Metropolis / Fritz Lang |
Somos unos enamorados de las ciudades. Y queremos conocer todas las ciudades del mundo. Sin excepción.
A pesar de estar de acuerdo con aquella frase con la que Mario Benedetti acababa una de sus poesías, que decía: “Hay ciudades para vivir/y otras en las que no querría ni caerme muerto”, admito que yo podría morirme en cualquier ciudad del mundo. Evidentemente tengo mis preferencias pero puestos a elegir, casi cualquier ciudad me vale.
Cada ciudad es un pequeño mundo habitado, personal e intransferible. Una pequeña porción del planeta donde poder vivir y morir.
Porque las ciudades son el escenario de nuestras vidas.
Quiero que esparzan mis
cenizas por las principales metrópolis del planeta. Permanecer por toda
la eternidad pegado a sus aceras y a sus edificios. Quiero volar por su
contaminado aire junto con el humo y la polución y quiero que mi corazón
inerte siga latiendo al compás del frenético pulso de cada urbe. Quiero visitar
cuando me plazca los lugares que las conforman, capaces de atraer día tras día,
durante vidas y vidas enteras, a cientos de miles de grupos y manadas de males
humanos que acuden masivamente y recorren los mismos puntos geográficos por
cada ciudad del mundo, concentrándose en las mismas coordenadas planetarias.
¿Cómo
es posible que haya lugares con una capacidad atractora tan grande que todos
queramos verlos, estar allí, sacarnos una fotografía, tener una pequeña
historia en ese escenario? ¿Cómo es posible que nunca se agote su
atractivo? ¿Cómo se puede lograr concentrar tanta belleza?
Las ciudades nos
ofrecen situaciones inimaginables.
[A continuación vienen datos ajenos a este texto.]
use nalgebra::{Point3, Vector3};
use rand::Rng;
use rand::rngs::StdRng;

/// Represents an ordered collection of particles with positions, masses, and
/// interaction radii.
///
/// This struct is the central coordinate container of the library. The number
/// of particles is fixed for the lifetime of the system, and a particle's
/// identity is its index; restraints refer to particles by index only.
///
/// The three internal buffers always have identical length.
#[derive(Debug, Clone, PartialEq)]
pub struct ParticleSystem {
    positions: Vec<Point3<f64>>,
    masses: Vec<f64>,
    radii: Vec<f64>,
}

impl ParticleSystem {
    /// Creates a system of `n` particles at the origin with uniform mass and radius.
    pub fn uniform(n: usize, mass: f64, radius: f64) -> Self {
        Self {
            positions: vec![Point3::origin(); n],
            masses: vec![mass; n],
            radii: vec![radius; n],
        }
    }

    /// Creates a system of `n` particles with uniform mass and radius, placed
    /// uniformly at random inside a sphere of radius `init_radius` centered at
    /// the origin.
    ///
    /// Placement draws from the supplied generator only, so two calls with
    /// identically seeded generators produce identical systems.
    pub fn random_in_sphere(
        n: usize,
        mass: f64,
        radius: f64,
        init_radius: f64,
        rng: &mut StdRng,
    ) -> Self {
        let mut system = Self::uniform(n, mass, radius);
        for position in &mut system.positions {
            // Rejection sampling from the bounding cube keeps the distribution
            // uniform over the ball rather than biased toward the center.
            *position = loop {
                let candidate = Point3::new(
                    rng.gen_range(-init_radius..=init_radius),
                    rng.gen_range(-init_radius..=init_radius),
                    rng.gen_range(-init_radius..=init_radius),
                );
                if candidate.coords.norm() <= init_radius {
                    break candidate;
                }
            };
        }
        system
    }

    /// Builds a system from explicit per-particle data.
    ///
    /// # Panics
    ///
    /// Panics if the buffer lengths disagree; callers construct these buffers
    /// together and a mismatch is a programming error, not an input error.
    pub fn from_parts(positions: Vec<Point3<f64>>, masses: Vec<f64>, radii: Vec<f64>) -> Self {
        assert_eq!(positions.len(), masses.len());
        assert_eq!(positions.len(), radii.len());
        Self {
            positions,
            masses,
            radii,
        }
    }

    /// Returns the number of particles in the system.
    pub fn len(&self) -> usize {
        self.positions.len()
    }

    /// Returns `true` if the system contains no particles.
    pub fn is_empty(&self) -> bool {
        self.positions.is_empty()
    }

    pub fn positions(&self) -> &[Point3<f64>] {
        &self.positions
    }

    pub fn positions_mut(&mut self) -> &mut [Point3<f64>] {
        &mut self.positions
    }

    pub fn masses(&self) -> &[f64] {
        &self.masses
    }

    pub fn radii(&self) -> &[f64] {
        &self.radii
    }

    /// Computes the centroid of all particle positions.
    ///
    /// Returns the zero vector for an empty system.
    pub fn centroid(&self) -> Vector3<f64> {
        if self.positions.is_empty() {
            return Vector3::zeros();
        }
        let sum: Vector3<f64> = self.positions.iter().map(|p| p.coords).sum();
        sum / self.positions.len() as f64
    }

    /// Translates the system so its centroid lies at the origin.
    ///
    /// Translation carries no physical meaning for a restrained structure;
    /// this normalizes output for comparison and serialization. The operation
    /// is idempotent up to floating-point roundoff.
    pub fn recenter(&mut self) {
        let centroid = self.centroid();
        for position in &mut self.positions {
            *position -= centroid;
        }
    }

    /// Returns `true` if every coordinate of every particle is finite.
    pub fn all_finite(&self) -> bool {
        self.positions
            .iter()
            .all(|p| p.coords.iter().all(|c| c.is_finite()))
    }
}

#[cfg(test)]
mod tests {
    use super::*;
    use rand::SeedableRng;

    const TOLERANCE: f64 = 1e-12;

    #[test]
    fn uniform_system_has_matching_buffer_lengths() {
        let system = ParticleSystem::uniform(7, 1.0, 0.5);
        assert_eq!(system.len(), 7);
        assert_eq!(system.masses().len(), 7);
        assert_eq!(system.radii().len(), 7);
        assert!(system.positions().iter().all(|p| *p == Point3::origin()));
    }

    #[test]
    fn random_placement_stays_within_the_initial_radius() {
        let mut rng = StdRng::seed_from_u64(7);
        let system = ParticleSystem::random_in_sphere(50, 1.0, 0.5, 10.0, &mut rng);
        assert!(
            system
                .positions()
                .iter()
                .all(|p| p.coords.norm() <= 10.0 + TOLERANCE)
        );
    }

    #[test]
    fn random_placement_is_deterministic_for_a_fixed_seed() {
        let mut rng_a = StdRng::seed_from_u64(42);
        let mut rng_b = StdRng::seed_from_u64(42);
        let a = ParticleSystem::random_in_sphere(20, 1.0, 0.5, 5.0, &mut rng_a);
        let b = ParticleSystem::random_in_sphere(20, 1.0, 0.5, 5.0, &mut rng_b);
        assert_eq!(a, b);
    }

    #[test]
    fn recenter_moves_centroid_to_origin() {
        let positions = vec![
            Point3::new(1.0, 2.0, 3.0),
            Point3::new(3.0, 2.0, 1.0),
            Point3::new(2.0, 5.0, 2.0),
        ];
        let mut system = ParticleSystem::from_parts(positions, vec![1.0; 3], vec![0.5; 3]);
        system.recenter();
        assert!(system.centroid().norm() < TOLERANCE);
    }

    #[test]
    fn recenter_is_idempotent() {
        let positions = vec![Point3::new(4.0, -2.0, 7.5), Point3::new(-1.0, 0.0, 3.0)];
        let mut once = ParticleSystem::from_parts(positions, vec![1.0; 2], vec![0.5; 2]);
        once.recenter();
        let mut twice = once.clone();
        twice.recenter();
        for (a, b) in once.positions().iter().zip(twice.positions()) {
            assert!((a - b).norm() < TOLERANCE);
        }
    }

    #[test]
    fn centroid_of_empty_system_is_zero() {
        let system = ParticleSystem::uniform(0, 1.0, 0.5);
        assert_eq!(system.centroid(), Vector3::zeros());
    }

    #[test]
    fn all_finite_detects_nan_coordinates() {
        let mut system = ParticleSystem::uniform(3, 1.0, 0.5);
        assert!(system.all_finite());
        system.positions_mut()[1].x = f64::NAN;
        assert!(!system.all_finite());
    }
}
Rincones únicos. Escenarios donde han
ocurrido acontecimientos que han cambiado el rumbo de la historia del hombre, o
lugares que solamente son conocidos por servir de fondo de la acción de una
película, o sitios famosos porque a la gente le dio por comenzar a ir allí,
inexplicablemente, en algún momento indeterminado de sus vidas. Las ciudades
son confusas. Son únicas. No conozco dos ciudades de cierta entidad donde me
haya sentido igual. Hay ciudades parecidas, pero al conocerlas durante períodos
limitados de tiempo, eres cada vez más consciente de la identidad diferenciada
de cada una.
¿No os gustaría poder
vivir en todas las ciudades del planeta?
Las ciudades son, por
otro lado, productos inseparables de la actividad de las personas que
diariamente las utilizan. Sus consumidores, los habitantes de estos gigantes
del espacio público, van perfilando su evolución con la actividad que
desarrollan en sus días y en sus noches. Las ciudades evolucionan y sienten.
Respiran, comen y beben aunque raras veces duermen. Nunca se quedan dormidas
por completo. Duermen siempre con un ojo abierto pendiente de lo que está
sucediendo. Incluso se ponen enfermas de vez en cuando. Son organismos muy
complejos y, sinceramente, no nos apetece entenderlas demasiado como para poder
estudiarlas. No nos apetece analizarlas arquitectónicamente ni
urbanísticamente. Nos gustan así. Enigmáticas. Oscuras. Aleatorias.
¿No os gustaría
sentiros por un instante un turista en vuestra propia ciudad?
Nos gustaría hablar de
Madrid. Nos gustaría hablar de Londres. De París. De Nueva York. De Lisboa. De
Tokyo. De Rio de Janeiro. De La Habana. De Rótterdam. De Estocolmo. De Praga.
De Marrakech. De Bilbao. De Copenhague. De Miami. De Barcelona. De Marsella. De
Lyon. De Nápoles. De Atenas. De Salvador de Bahía. De Kyoto. De Berlín. De
Oporto. De Chicago. De Oslo. De Roma. De El Cairo. De Fez. De Florencia. De
Buenos Aires. De Shanghai.
Las ciudades son las
limitadoras de la naturaleza. Las que la interrumpen constantemente surgiendo
como grandes monstruos. Y esos maravillosos monstruos son nuestra casa. Son
nuestro paisaje preferido. En ellas vivimos. En ellas moriremos.
Hay tantas ciudades. Unas Capitales de Gloria. Otras Ciudadelas del Asco.
Hay tantas ciudades. Unas Capitales de Gloria. Otras Ciudadelas del Asco.